++++ Records for the exercise ++++
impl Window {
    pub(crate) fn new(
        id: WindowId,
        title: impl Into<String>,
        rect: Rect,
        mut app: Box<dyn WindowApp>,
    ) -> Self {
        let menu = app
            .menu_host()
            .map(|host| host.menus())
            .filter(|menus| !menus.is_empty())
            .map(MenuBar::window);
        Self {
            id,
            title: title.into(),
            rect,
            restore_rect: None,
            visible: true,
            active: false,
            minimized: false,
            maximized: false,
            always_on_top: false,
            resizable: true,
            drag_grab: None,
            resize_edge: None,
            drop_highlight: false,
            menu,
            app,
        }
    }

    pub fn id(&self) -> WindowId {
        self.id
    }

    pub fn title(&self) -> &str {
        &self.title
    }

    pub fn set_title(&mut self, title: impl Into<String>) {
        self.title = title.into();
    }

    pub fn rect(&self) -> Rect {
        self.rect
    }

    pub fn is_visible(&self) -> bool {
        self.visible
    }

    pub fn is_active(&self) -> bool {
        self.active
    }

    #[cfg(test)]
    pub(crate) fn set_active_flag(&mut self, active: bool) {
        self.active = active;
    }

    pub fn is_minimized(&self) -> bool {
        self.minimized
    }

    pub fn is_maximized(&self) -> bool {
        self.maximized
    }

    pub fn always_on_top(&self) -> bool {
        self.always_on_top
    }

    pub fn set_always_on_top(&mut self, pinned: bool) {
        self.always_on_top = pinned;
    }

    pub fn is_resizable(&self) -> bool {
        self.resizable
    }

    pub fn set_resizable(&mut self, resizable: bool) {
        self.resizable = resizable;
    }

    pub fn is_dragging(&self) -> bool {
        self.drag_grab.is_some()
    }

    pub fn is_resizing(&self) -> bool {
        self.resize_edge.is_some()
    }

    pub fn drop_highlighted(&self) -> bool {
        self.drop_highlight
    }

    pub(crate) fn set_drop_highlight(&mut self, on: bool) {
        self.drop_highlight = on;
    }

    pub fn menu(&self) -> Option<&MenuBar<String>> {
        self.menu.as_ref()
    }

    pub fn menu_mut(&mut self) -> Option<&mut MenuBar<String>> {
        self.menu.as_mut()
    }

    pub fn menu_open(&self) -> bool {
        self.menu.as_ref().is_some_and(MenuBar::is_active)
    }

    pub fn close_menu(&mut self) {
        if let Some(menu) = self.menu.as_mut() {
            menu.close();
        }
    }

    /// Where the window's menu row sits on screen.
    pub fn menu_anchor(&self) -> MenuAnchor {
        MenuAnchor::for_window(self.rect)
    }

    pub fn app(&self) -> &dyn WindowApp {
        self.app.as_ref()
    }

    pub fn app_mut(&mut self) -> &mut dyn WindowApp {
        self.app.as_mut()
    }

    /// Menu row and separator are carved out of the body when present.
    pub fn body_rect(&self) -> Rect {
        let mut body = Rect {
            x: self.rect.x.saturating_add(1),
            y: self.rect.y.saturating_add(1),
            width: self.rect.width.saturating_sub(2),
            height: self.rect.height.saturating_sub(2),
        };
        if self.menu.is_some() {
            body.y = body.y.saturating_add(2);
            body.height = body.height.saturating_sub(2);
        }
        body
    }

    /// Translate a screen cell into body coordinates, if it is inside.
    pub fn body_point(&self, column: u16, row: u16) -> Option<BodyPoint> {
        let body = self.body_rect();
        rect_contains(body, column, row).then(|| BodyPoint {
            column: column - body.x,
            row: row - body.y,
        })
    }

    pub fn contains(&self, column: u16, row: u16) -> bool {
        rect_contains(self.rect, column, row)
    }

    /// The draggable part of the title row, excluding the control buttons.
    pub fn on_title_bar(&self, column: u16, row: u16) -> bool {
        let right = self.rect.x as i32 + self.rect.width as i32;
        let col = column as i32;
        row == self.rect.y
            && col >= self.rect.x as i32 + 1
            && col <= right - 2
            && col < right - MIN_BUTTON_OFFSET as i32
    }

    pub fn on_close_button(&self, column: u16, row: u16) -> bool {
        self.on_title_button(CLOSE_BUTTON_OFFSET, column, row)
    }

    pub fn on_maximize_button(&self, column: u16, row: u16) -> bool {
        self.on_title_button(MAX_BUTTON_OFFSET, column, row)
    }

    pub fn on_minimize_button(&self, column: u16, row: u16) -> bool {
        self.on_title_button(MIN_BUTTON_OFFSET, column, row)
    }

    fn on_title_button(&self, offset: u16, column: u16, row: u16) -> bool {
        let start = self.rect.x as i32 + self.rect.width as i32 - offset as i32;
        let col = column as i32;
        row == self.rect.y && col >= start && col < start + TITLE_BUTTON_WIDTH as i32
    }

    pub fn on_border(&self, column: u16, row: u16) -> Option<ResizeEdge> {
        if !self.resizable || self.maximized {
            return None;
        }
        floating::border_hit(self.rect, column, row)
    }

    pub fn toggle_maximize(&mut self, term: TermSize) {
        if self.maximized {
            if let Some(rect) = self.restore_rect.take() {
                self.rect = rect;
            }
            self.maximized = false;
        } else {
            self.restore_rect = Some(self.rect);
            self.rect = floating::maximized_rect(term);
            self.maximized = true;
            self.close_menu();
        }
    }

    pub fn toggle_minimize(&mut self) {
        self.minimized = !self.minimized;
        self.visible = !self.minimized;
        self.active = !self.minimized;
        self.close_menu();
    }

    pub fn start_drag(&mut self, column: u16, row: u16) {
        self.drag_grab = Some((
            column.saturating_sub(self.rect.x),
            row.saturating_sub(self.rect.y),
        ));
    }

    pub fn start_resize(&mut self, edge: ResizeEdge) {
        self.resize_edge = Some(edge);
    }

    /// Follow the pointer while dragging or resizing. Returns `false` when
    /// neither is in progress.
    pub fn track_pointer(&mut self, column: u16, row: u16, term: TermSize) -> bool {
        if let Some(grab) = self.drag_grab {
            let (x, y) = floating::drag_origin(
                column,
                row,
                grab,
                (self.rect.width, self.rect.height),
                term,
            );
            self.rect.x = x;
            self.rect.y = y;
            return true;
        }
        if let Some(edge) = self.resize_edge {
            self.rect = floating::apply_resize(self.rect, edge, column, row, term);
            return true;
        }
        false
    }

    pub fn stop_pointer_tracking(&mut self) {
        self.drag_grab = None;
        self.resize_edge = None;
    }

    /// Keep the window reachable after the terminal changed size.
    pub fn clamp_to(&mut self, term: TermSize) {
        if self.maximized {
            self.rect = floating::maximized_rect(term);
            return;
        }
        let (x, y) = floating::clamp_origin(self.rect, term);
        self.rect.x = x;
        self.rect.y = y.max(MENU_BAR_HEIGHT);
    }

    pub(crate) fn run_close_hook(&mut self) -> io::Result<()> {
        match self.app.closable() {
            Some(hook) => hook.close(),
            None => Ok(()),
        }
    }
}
++++
++++ Records for the exercise ++++
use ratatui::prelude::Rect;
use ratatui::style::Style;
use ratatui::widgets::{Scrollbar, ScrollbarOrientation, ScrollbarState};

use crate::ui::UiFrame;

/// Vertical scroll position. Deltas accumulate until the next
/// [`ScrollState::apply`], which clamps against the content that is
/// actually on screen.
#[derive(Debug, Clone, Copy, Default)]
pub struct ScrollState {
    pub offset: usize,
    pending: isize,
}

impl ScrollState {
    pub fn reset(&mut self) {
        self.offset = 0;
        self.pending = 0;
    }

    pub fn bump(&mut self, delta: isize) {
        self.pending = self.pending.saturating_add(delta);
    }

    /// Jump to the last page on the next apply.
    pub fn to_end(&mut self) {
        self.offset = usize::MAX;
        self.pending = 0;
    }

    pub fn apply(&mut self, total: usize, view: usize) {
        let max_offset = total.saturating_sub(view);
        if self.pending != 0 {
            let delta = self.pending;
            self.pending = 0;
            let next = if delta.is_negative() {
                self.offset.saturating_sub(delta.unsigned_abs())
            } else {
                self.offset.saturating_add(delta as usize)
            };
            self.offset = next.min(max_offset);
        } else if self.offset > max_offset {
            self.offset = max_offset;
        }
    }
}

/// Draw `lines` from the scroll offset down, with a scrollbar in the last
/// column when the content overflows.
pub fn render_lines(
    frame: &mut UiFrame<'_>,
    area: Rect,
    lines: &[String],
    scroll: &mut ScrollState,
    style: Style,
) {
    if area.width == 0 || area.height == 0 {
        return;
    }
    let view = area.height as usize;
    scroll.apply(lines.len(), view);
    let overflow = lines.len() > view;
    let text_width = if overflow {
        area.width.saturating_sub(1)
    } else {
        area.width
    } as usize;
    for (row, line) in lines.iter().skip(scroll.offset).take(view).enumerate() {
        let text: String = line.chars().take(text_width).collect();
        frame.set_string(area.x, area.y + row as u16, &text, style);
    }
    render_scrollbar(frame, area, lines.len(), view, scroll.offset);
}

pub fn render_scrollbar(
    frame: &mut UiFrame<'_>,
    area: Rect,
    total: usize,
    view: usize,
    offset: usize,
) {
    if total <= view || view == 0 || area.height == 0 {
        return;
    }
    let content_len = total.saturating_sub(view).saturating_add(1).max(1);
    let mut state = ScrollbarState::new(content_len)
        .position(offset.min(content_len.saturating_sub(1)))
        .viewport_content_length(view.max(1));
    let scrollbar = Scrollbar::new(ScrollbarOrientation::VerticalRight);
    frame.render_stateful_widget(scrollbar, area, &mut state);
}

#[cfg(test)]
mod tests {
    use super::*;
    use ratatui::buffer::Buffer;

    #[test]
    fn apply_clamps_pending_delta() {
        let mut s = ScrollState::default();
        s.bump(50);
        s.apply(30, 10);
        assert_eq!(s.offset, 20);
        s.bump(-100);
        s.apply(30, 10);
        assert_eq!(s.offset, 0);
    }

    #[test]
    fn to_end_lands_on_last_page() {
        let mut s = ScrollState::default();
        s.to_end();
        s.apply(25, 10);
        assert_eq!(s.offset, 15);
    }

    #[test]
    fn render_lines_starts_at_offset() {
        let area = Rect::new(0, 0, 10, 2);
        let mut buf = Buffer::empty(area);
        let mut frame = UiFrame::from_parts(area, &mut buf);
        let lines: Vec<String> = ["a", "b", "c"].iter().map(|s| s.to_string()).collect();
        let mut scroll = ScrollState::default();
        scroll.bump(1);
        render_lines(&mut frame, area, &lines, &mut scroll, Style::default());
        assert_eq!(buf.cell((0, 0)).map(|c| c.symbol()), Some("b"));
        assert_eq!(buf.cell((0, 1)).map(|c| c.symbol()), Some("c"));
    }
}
++++
++++ Records for the exercise ++++
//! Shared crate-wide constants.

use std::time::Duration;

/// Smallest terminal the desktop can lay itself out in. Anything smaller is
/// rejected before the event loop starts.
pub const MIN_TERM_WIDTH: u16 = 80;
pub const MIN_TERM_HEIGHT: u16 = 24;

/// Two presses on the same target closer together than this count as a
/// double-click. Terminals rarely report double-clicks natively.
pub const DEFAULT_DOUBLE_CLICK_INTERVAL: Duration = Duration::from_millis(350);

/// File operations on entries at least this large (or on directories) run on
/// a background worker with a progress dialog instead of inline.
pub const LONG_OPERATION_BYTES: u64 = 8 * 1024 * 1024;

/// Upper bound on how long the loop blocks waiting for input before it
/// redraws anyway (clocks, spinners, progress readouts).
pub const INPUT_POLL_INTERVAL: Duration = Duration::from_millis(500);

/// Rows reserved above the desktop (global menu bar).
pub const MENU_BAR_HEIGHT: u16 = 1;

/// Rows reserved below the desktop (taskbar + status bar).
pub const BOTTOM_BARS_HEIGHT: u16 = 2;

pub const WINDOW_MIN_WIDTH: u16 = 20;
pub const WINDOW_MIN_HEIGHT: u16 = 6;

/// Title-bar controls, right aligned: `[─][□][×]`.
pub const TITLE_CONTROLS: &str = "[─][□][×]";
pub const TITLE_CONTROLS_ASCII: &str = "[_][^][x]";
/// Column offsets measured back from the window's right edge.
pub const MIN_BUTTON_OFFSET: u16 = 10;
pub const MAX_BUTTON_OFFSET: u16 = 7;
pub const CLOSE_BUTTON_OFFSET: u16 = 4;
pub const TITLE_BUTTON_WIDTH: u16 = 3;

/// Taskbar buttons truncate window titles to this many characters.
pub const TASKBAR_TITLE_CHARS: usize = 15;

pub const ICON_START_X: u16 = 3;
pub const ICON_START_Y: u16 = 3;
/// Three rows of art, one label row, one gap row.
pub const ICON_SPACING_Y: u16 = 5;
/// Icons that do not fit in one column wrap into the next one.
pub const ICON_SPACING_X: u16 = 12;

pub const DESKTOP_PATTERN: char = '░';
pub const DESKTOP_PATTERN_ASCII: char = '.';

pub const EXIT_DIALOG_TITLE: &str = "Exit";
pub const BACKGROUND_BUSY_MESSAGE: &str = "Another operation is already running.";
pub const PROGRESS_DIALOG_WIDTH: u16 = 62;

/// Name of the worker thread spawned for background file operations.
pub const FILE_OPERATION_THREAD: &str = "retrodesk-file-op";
++++
> Work task
Within the entries above, find every line where the string "position" occurs, and copy it.

> Exercise result
/// Vertical scroll position. Deltas accumulate until the next
        .position(offset.min(content_len.saturating_sub(1)))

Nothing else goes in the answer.